À noite Margarita preparou um jantar espetacular de LAGOSTA!!! Por apenas 12 CUC!!! Algo como 10 euros pra comer lagosta com vários acompanhamentos. Eu nem lembrava mais o gosto de lagosta... Agora estava me esbaldando pelo preço de um Big Mac.

Depois Margarita veio com um tal livro de registro que eu e Eric devíamos assinar. Segundo ela, tinha a obrigação de informar as autoridades policiais e imigratórias sobre o fato de estrangeiros estarem se hospedando (legalmente) na sua casa particular.

Gelei.

Expliquei mais ou menos a minha situação (não podia abrir muito o jogo pois ela não podia saber que eu tinha ficado na casa do Enrique, falei que era uma amiga qualquer).

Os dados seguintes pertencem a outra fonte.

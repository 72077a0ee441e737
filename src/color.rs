use std::fmt;
use std::str::FromStr;

use palette::Srgb;
use serde::{Deserialize, Serialize};
use thiserror::Error;

/// An 8-bit RGB triple.
#[derive(Clone, Copy, Debug, Default, PartialEq, Eq, Hash, Serialize, Deserialize)]
pub struct Rgb {
    pub r: u8,
    pub g: u8,
    pub b: u8,
}

impl Rgb {
    pub const fn new(r: u8, g: u8, b: u8) -> Self {
        Self { r, g, b }
    }

    /// Truncate a normalized (0..1 per channel) centroid to 8-bit channels.
    ///
    /// Each channel is scaled by 255, clamped to the valid range and then
    /// truncated towards zero, never rounded.
    pub fn from_centroid(c: Srgb<f32>) -> Self {
        let channel = |v: f32| (v * 255.0).clamp(0.0, 255.0) as u8;
        Self::new(channel(c.red), channel(c.green), channel(c.blue))
    }

    pub fn to_srgb(self) -> Srgb<f32> {
        Srgb::new(self.r, self.g, self.b).into_format::<f32>()
    }

    pub fn to_hex(self) -> String {
        rgb_to_hex(self)
    }
}

impl From<[u8; 3]> for Rgb {
    fn from([r, g, b]: [u8; 3]) -> Self {
        Self::new(r, g, b)
    }
}

impl fmt::Display for Rgb {
    fn fmt(&self, f: &mut fmt::Formatter<'_>) -> fmt::Result {
        write!(f, "#{:02x}{:02x}{:02x}", self.r, self.g, self.b)
    }
}

/// Encode a color as `#rrggbb` with lowercase, zero-padded digits.
pub fn rgb_to_hex(rgb: Rgb) -> String {
    rgb.to_string()
}

#[derive(Debug, Clone, PartialEq, Eq, Error)]
pub enum ParseHexError {
    #[error("hex color {0:?} must have exactly 6 digits")]
    Length(String),
    #[error("hex color {0:?} contains a non-hex digit")]
    Digit(String),
}

/// Parse `#rrggbb` (the `#` is optional, digits may be either case).
pub fn hex_to_rgb(s: &str) -> Result<Rgb, ParseHexError> {
    let hex = s.trim().trim_start_matches('#');
    // from_str_radix accepts a leading '+', so check the digits up front
    if hex.len() != 6 || !hex.is_ascii() {
        return Err(ParseHexError::Length(s.to_string()));
    }
    if !hex.bytes().all(|b| b.is_ascii_hexdigit()) {
        return Err(ParseHexError::Digit(s.to_string()));
    }
    let channel = |i: usize| {
        u8::from_str_radix(&hex[i..i + 2], 16).map_err(|_| ParseHexError::Digit(s.to_string()))
    };
    Ok(Rgb::new(channel(0)?, channel(2)?, channel(4)?))
}

impl FromStr for Rgb {
    type Err = ParseHexError;

    fn from_str(s: &str) -> Result<Self, Self::Err> {
        hex_to_rgb(s)
    }
}
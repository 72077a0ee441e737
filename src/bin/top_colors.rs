use std::io::Write;
use std::path::PathBuf;

use anyhow::{Result, bail};
use clap::Parser;
use crossterm::style::{Color, Stylize};
use serde::Serialize;
use top_colors::{ExtractOptions, Palette, Swatch, try_extract_top_colors};
use tracing::{error, info};
use tracing_subscriber::filter::LevelFilter;

/// Print the dominant colors of images as hex-coded swatches.
#[derive(Parser, Debug)]
#[command(author, version, about)]
struct Args {
    /// One or more input image paths (PNG, JPEG, BMP, GIF, ...)
    #[arg(required = true)]
    inputs: Vec<PathBuf>,

    /// Number of dominant colors to extract
    #[arg(short = 'k', long, default_value_t = 10)]
    n_colors: usize,

    /// Width and height are divided by this before clustering
    #[arg(short, long, default_value_t = 10)]
    factor: u32,

    /// Seed for k-means initialisation
    #[arg(long, default_value_t = 42)]
    seed: u64,

    /// Maximum k-means iterations
    #[arg(long, default_value_t = 300)]
    max_iter: usize,

    /// Print a JSON report instead of colored swatches
    #[arg(long)]
    json: bool,

    /// Log debug output to stderr
    #[arg(short, long)]
    verbose: bool,
}

#[derive(Serialize)]
struct Report<'a> {
    path: &'a PathBuf,
    swatches: &'a Palette,
}

fn main() -> Result<()> {
    let args = Args::parse();

    tracing_subscriber::fmt()
        .with_target(false)
        .with_level(true)
        .with_writer(std::io::stderr)
        .with_max_level(if args.verbose { LevelFilter::DEBUG } else { LevelFilter::INFO })
        .init();

    run(&args, &mut std::io::stdout().lock())
}

/// Extract every input and print the results to `out`. A failed image is
/// logged and skipped; the error is returned once all inputs are done.
fn run(args: &Args, out: &mut impl Write) -> Result<()> {
    let options = ExtractOptions::default()
        .with_n_colors(args.n_colors)
        .with_downsample_factor(args.factor)
        .with_seed(args.seed)
        .with_max_iter(args.max_iter);
    options.validate()?;

    let mut palettes = Vec::with_capacity(args.inputs.len());
    let mut failed = 0usize;
    for input in &args.inputs {
        match try_extract_top_colors(input, &options) {
            Ok(palette) => palettes.push((input, palette)),
            Err(e) => {
                failed += 1;
                error!(path = %input.display(), "Error processing the image: {e}");
                if e.is_input_error() {
                    info!("choose a different file and try again");
                }
            }
        }
    }

    if args.json {
        let reports: Vec<Report> = palettes
            .iter()
            .map(|(path, palette)| Report { path: *path, swatches: palette })
            .collect();
        writeln!(out, "{}", serde_json::to_string_pretty(&reports)?)?;
    } else {
        for (path, palette) in &palettes {
            writeln!(out, "{}", path.display())?;
            for swatch in palette.swatches() {
                writeln!(out, "{}", swatch_line(swatch))?;
            }
        }
    }

    if failed > 0 {
        bail!("{failed} of {} images could not be processed", args.inputs.len());
    }
    Ok(())
}

fn swatch_line(swatch: &Swatch) -> String {
    let block = "      ".on(Color::Rgb {
        r: swatch.color.r,
        g: swatch.color.g,
        b: swatch.color.b,
    });
    format!("  {block}  {}  {:>5.1}%", swatch.hex, swatch.share * 100.0)
}
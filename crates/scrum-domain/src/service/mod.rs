//! Domain Services - Business logic that doesn't belong to a single entity
//!
//! Services operate on multiple entities and contain the "verbs" of the domain.

pub mod sprint_planner;
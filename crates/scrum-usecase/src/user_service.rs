//! User directory use-case service.

use scrum_domain::{NewUser, User, UserId, UserRepository};
use tracing::info;

use crate::error::{Result, ServiceError};

/// Registers and lists the users sprint items can be assigned to.
#[derive(Debug, Clone)]
pub struct UserService<U> {
    users: U,
}

impl<U: UserRepository> UserService<U> {
    pub fn new(users: U) -> Self {
        Self { users }
    }

    pub fn register_user(&mut self, name: Option<String>) -> Result<User> {
        let draft = match name {
            Some(name) => NewUser::named(name),
            None => NewUser::new(),
        };
        let user = self.users.insert(draft)?;
        info!(user_id = %user.id(), name = user.name().unwrap_or(""), "User registered");
        Ok(user)
    }

    pub fn all_users(&self) -> Result<Vec<User>> {
        Ok(self.users.find_all()?)
    }

    pub fn user(&self, user_id: UserId) -> Result<User> {
        self.users
            .find_by_id(user_id)?
            .ok_or_else(|| ServiceError::not_found("User", user_id))
    }
}

#[cfg(test)]
mod tests {
    use super::*;
    use scrum_adapter::InMemoryUserRepository;

    #[test]
    fn test_register_and_list_users() {
        let mut service = UserService::new(InMemoryUserRepository::new());

        let anonymous = service.register_user(None).unwrap();
        let alice = service.register_user(Some("alice".to_string())).unwrap();

        assert_eq!(anonymous.name(), None);
        assert_eq!(service.user(alice.id()).unwrap().name(), Some("alice"));
        assert_eq!(service.all_users().unwrap(), vec![anonymous, alice]);
    }

    #[test]
    fn test_unknown_user() {
        let service = UserService::new(InMemoryUserRepository::new());

        let err = service.user(UserId::new(1)).unwrap_err();
        assert!(err.is_not_found());
    }
}
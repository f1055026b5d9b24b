//! # Scrum Adapter Layer
//!
//! External system integrations (Hexagonal Architecture adapters).
//!
//! ## Structure
//!
//! - `repository/` - Persistence implementations

pub mod repository;

pub use repository::in_memory::{
    InMemoryBacklogItemRepository, InMemoryBacklogRepository, InMemorySprintItemRepository,
    InMemorySprintRepository, InMemoryStore, InMemoryUserRepository,
};
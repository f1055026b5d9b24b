//! Domain Models - The vocabulary of the scrum board
//!
//! These types represent the "Ubiquitous Language" of the team.
//! Every name here should match how we talk about the work.

/// Declares an opaque, store-assigned entity identifier.
///
/// Identifiers are handed out by the repository on insert and only
/// compared by equality (and ordered, since the store hands them out
/// in persistence order).
macro_rules! entity_id {
    ($(#[$meta:meta])* $name:ident) => {
        $(#[$meta])*
        #[derive(Debug, Clone, Copy, PartialEq, Eq, PartialOrd, Ord, Hash)]
        pub struct $name(u64);

        impl $name {
            pub fn new(value: u64) -> Self {
                Self(value)
            }

            pub fn value(&self) -> u64 {
                self.0
            }
        }

        impl From<u64> for $name {
            fn from(value: u64) -> Self {
                Self(value)
            }
        }

        impl core::fmt::Display for $name {
            fn fmt(&self, f: &mut core::fmt::Formatter<'_>) -> core::fmt::Result {
                write!(f, "{}", self.0)
            }
        }
    };
}

pub mod backlog;
pub mod sprint;
pub mod user;
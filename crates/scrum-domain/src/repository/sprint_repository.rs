//! Sprint Repositories - Abstract persistence for Sprints and SprintItems

use crate::model::backlog::BacklogId;
use crate::model::sprint::{NewSprint, NewSprintItem, Sprint, SprintId, SprintItem, SprintItemId};
use crate::repository::RepositoryError;

/// Sprint Repository Trait
///
/// This is a PORT in hexagonal architecture.
pub trait SprintRepository {
    /// Persist a new sprint, assigning its id
    fn insert(&mut self, sprint: NewSprint) -> Result<Sprint, RepositoryError>;

    /// Overwrite an existing sprint
    fn save(&mut self, sprint: &Sprint) -> Result<(), RepositoryError>;

    /// Find a sprint by ID
    fn find_by_id(&self, id: SprintId) -> Result<Option<Sprint>, RepositoryError>;

    /// All sprints, in persistence order
    fn find_all(&self) -> Result<Vec<Sprint>, RepositoryError>;

    /// Sprints scheduled from one backlog
    fn find_by_backlog(&self, backlog_id: BacklogId) -> Result<Vec<Sprint>, RepositoryError> {
        Ok(self
            .find_all()?
            .into_iter()
            .filter(|s| s.backlog_id() == backlog_id)
            .collect())
    }
}

/// Sprint Item Repository Trait
pub trait SprintItemRepository {
    /// Persist a new sprint item, assigning its id
    fn insert(&mut self, item: NewSprintItem) -> Result<SprintItem, RepositoryError>;

    /// Overwrite an existing sprint item
    fn save(&mut self, item: &SprintItem) -> Result<(), RepositoryError>;

    /// Find a sprint item by ID
    fn find_by_id(&self, id: SprintItemId) -> Result<Option<SprintItem>, RepositoryError>;

    /// All sprint items, in persistence order
    fn find_all(&self) -> Result<Vec<SprintItem>, RepositoryError>;

    /// Items owned by one sprint, in persistence order
    fn find_by_sprint(&self, sprint_id: SprintId) -> Result<Vec<SprintItem>, RepositoryError> {
        Ok(self
            .find_all()?
            .into_iter()
            .filter(|item| item.belongs_to(sprint_id))
            .collect())
    }
}
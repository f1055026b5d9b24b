//! User Repository - The user directory as seen by the domain

use crate::model::user::{NewUser, User, UserId};
use crate::repository::RepositoryError;

/// User Repository Trait
pub trait UserRepository {
    /// Register a new user, assigning its id
    fn insert(&mut self, user: NewUser) -> Result<User, RepositoryError>;

    /// Find a user by ID
    fn find_by_id(&self, id: UserId) -> Result<Option<User>, RepositoryError>;

    /// All users, in registration order
    fn find_all(&self) -> Result<Vec<User>, RepositoryError>;

    /// Check if a user exists
    fn exists(&self, id: UserId) -> Result<bool, RepositoryError> {
        Ok(self.find_by_id(id)?.is_some())
    }
}
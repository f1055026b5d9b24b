//! Error types for configuration loading

use thiserror::Error;

/// General configuration error type
#[derive(Debug, Error)]
pub enum ConfigError {
    #[error("Unsupported config format '{extension}' (expected json, yaml or yml)")]
    UnsupportedFormat { extension: String },

    #[error("IO error: {0}")]
    Io(#[from] std::io::Error),

    #[error("JSON error: {0}")]
    Json(#[from] serde_json::Error),

    #[error("YAML error: {0}")]
    Yaml(#[from] serde_yaml::Error),
}

pub type Result<T> = std::result::Result<T, ConfigError>;
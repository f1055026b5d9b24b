//! User - Someone who can pick up sprint items
//!
//! Users have no business rules of their own here. They only exist so a
//! sprint item can point at whoever is working on it.

entity_id!(
    /// Unique identifier for a User
    UserId
);

#[derive(Debug, Clone, PartialEq, Eq)]
pub struct User {
    id: UserId,
    name: Option<String>,
}

impl User {
    pub fn id(&self) -> UserId {
        self.id
    }

    pub fn name(&self) -> Option<&str> {
        self.name.as_deref()
    }
}

/// A user that hasn't been persisted yet
#[derive(Debug, Clone, Default, PartialEq, Eq)]
pub struct NewUser {
    pub name: Option<String>,
}

impl NewUser {
    pub fn new() -> Self {
        Self::default()
    }

    pub fn named(name: impl Into<String>) -> Self {
        Self {
            name: Some(name.into()),
        }
    }

    pub fn with_id(self, id: UserId) -> User {
        User {
            id,
            name: self.name,
        }
    }
}
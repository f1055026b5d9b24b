//! Backlog - The pile of work nobody has scheduled yet
//!
//! A Backlog is an Entity that owns its BacklogItems.
//! Ownership is by identifier: every item carries the id of its backlog,
//! so there is no object graph to keep consistent.

entity_id!(
    /// Unique identifier for a Backlog
    BacklogId
);

entity_id!(
    /// Unique identifier for a BacklogItem
    BacklogItemId
);

/// Backlog - Container of candidate work items for a project
#[derive(Debug, Clone, PartialEq, Eq)]
pub struct Backlog {
    id: BacklogId,
}

impl Backlog {
    pub fn id(&self) -> BacklogId {
        self.id
    }
}

/// An empty backlog that hasn't been persisted yet
#[derive(Debug, Clone, Default, PartialEq, Eq)]
pub struct NewBacklog;

impl NewBacklog {
    pub fn new() -> Self {
        Self
    }

    /// Turn the draft into an entity once the store assigned an id
    pub fn with_id(self, id: BacklogId) -> Backlog {
        Backlog { id }
    }
}

/// BacklogItem - A unit of proposed work
///
/// Immutable once created. The only way it changes the world is by
/// being committed into a sprint, which takes a snapshot of it.
#[derive(Debug, Clone, PartialEq, Eq)]
pub struct BacklogItem {
    id: BacklogItemId,
    backlog_id: BacklogId,
    title: String,
    description: String,
}

impl BacklogItem {
    pub fn id(&self) -> BacklogItemId {
        self.id
    }

    pub fn backlog_id(&self) -> BacklogId {
        self.backlog_id
    }

    pub fn title(&self) -> &str {
        &self.title
    }

    pub fn description(&self) -> &str {
        &self.description
    }

    /// Whether this item is owned by the given backlog
    pub fn belongs_to(&self, backlog_id: BacklogId) -> bool {
        self.backlog_id == backlog_id
    }
}

/// A backlog item that hasn't been persisted yet
#[derive(Debug, Clone, PartialEq, Eq)]
pub struct NewBacklogItem {
    pub backlog_id: BacklogId,
    pub title: String,
    pub description: String,
}

impl NewBacklogItem {
    pub fn new(
        backlog_id: BacklogId,
        title: impl Into<String>,
        description: impl Into<String>,
    ) -> Self {
        Self {
            backlog_id,
            title: title.into(),
            description: description.into(),
        }
    }

    pub fn with_id(self, id: BacklogItemId) -> BacklogItem {
        BacklogItem {
            id,
            backlog_id: self.backlog_id,
            title: self.title,
            description: self.description,
        }
    }
}

#[cfg(test)]
mod tests {
    use super::*;

    #[test]
    fn test_item_from_draft() {
        let item = NewBacklogItem::new(BacklogId::new(1), "bug", "fix me")
            .with_id(BacklogItemId::new(7));

        assert_eq!(item.id(), BacklogItemId::new(7));
        assert_eq!(item.title(), "bug");
        assert_eq!(item.description(), "fix me");
        assert!(item.belongs_to(BacklogId::new(1)));
        assert!(!item.belongs_to(BacklogId::new(2)));
    }

    #[test]
    fn test_id_display() {
        assert_eq!(BacklogId::new(42).to_string(), "42");
        assert_eq!(BacklogItemId::from(3).value(), 3);
    }
}
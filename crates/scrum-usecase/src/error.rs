//! Error types for the use-case layer

use scrum_domain::{PlanningError, RepositoryError, SprintItemError};
use thiserror::Error;

/// Errors surfaced to whoever drives the services
///
/// NotFound and InvalidState are never retried here; the caller decides
/// how to report them.
#[derive(Debug, Error)]
pub enum ServiceError {
    /// A referenced identifier doesn't resolve
    #[error("{entity} not found: {id}")]
    NotFound { entity: &'static str, id: String },

    /// The entity is not in a state that allows the operation
    #[error("Invalid state: {reason}")]
    InvalidState { reason: String },

    /// Storage failed underneath us
    #[error(transparent)]
    Repository(RepositoryError),
}

impl ServiceError {
    pub fn not_found(entity: &'static str, id: impl core::fmt::Display) -> Self {
        ServiceError::NotFound {
            entity,
            id: id.to_string(),
        }
    }

    pub fn is_not_found(&self) -> bool {
        matches!(self, ServiceError::NotFound { .. })
    }

    pub fn is_invalid_state(&self) -> bool {
        matches!(self, ServiceError::InvalidState { .. })
    }
}

impl From<RepositoryError> for ServiceError {
    fn from(value: RepositoryError) -> Self {
        match value {
            RepositoryError::NotFound { entity, id } => ServiceError::NotFound { entity, id },
            other => ServiceError::Repository(other),
        }
    }
}

impl From<SprintItemError> for ServiceError {
    fn from(value: SprintItemError) -> Self {
        ServiceError::InvalidState {
            reason: value.to_string(),
        }
    }
}

impl From<PlanningError> for ServiceError {
    fn from(value: PlanningError) -> Self {
        ServiceError::InvalidState {
            reason: value.to_string(),
        }
    }
}

pub type Result<T> = std::result::Result<T, ServiceError>;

Ela perguntou se era cubana. Eu disse que sim. Ela respondeu que essa pessoa poderia tomar uma multa de 1.500 CUC e, se reincidente, ter a casa confiscada....

CARÁLEO.... o Enrique poderia tomar uma multa que é de 100 vezes o salário dele ou até perder a casa por minha culpa?

E emendou dizendo que agora, assinando aquele livro dela, no dia seguinte ela levava no escritório da imigração local (era uma obrigação dela) e eu começava a “entrar no sistema”, portanto o governo ia saber que, finalmente, eu dei entrada num estabelecimento legal e ia saber onde eu estava. Ela falava tudo aquilo como se fosse a solução dos meus problemas. Entrar no sistema...

Enfim, poderia até resolver um problema – que era, de certa forma, a legalização pero no mucho da minha entrada no país. Mas se a polícia estivesse me procurando, me acharia facilmente. Eu começava a deixar rastros... e não estava nem um pouco confortável.

Fui tomar uns mojitos pra desencanar.